On exam, no bruising of swelling. He has a restricted range of motion. There is no neurological deficits or spinal muscle tenderness. He has midline tenderness in his upper cervical vertebrae. So you put him in a collar, immobilize his cervical spine and arrange for transfer to the emergency department, a CT of his cervical spine is arranged.
Figure 1: CT coronal view of the cervical spine. The radiograph shows a fracture of the atlas right lateral mass.
Figure 2: CT Sagital view of the cervical spine showing a lateral mass fracture.
Figure 3: CT Axial view of the atlas. The plain radiograph shows a right lateral mass fracture.
The atlas, or C1 vertebra, sits just inferior to the occiput and superior to the axis (C2 vertebra). It articulates with the occiput condyles and the axis to allow for head and upper spine vertical and lateral mobility. The atlas does not have a vertebral body and instead consists of posterior and anterior arches that encircle the spinal cord (see figure 4). The atlas also has two lateral masses with articular surfaces that match the condyles of the occiput, forming the occipito-cervical articulations which join the skull to the spine. The atlas articulates with the axis, via a facet on the anterior ring of the atlas, which is maintained by the transverse ligament, and provides the head with lateral rotation.
Atlas fractures account for 2-13% of acute injuries to the cervical spine and 1-2% of all spinal cord injuries. Injuries to the atlas often involve traumatic axial load to the upper cervical spine. Commonly, patients with injury to the atlas have sustained an injury through diving into shallow water, falling or a motor vehicle accident. Patients present with the symptom of neck pain following a history of trauma.

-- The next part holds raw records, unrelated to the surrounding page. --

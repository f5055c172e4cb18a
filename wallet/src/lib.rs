pub mod account_source;
pub mod config;
pub mod countdown;
pub mod error;
pub mod events;
pub mod ledger_api;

Radiographs such as plain films or CT can be used to diagnose an isolated fracture, while MRI can identify ligamentous injury most effectively. Without MRI, there are ways to identify ligamentous injury. Lateral displacement of more than 7mm on open-mouth view radiographs is indicative of ligamentous injury. Also, a atlanto-dens interval (ADI), defined as the distance between the atlas and the dens, greater than 3mm is indicative of ligamentous injury.
Once an atlas fracture has been identified, it can be classified into one of three types. Type 1 fractures, considered stable, are isolated to the anterior or posterior arch. Type 2 fractures, also known as Jefferson fractures and are considered unstable, are characterized by bilateral fractures of the anterior and posterior arch. Type 3 fractures involve the lateral mass.
Diagnosis: C1 lateral mass fracture.
Nonsurgical management was recommended in this case. External immobilization of the craniocervical junction and upper cervical spine using a rigid collar is recommended and should be worn for 8-12 weeks (see figure 5). Neurosurgical consultation was obtained, along with follow up. Also, patient should take Vitamin D 2000 units daily.
Figure 4: The bone anatomy of C1 and C2.
Figure 5: Aspen Collar – Rigid neck collar used to immobilize the craniocervical junction and upper cervical spine.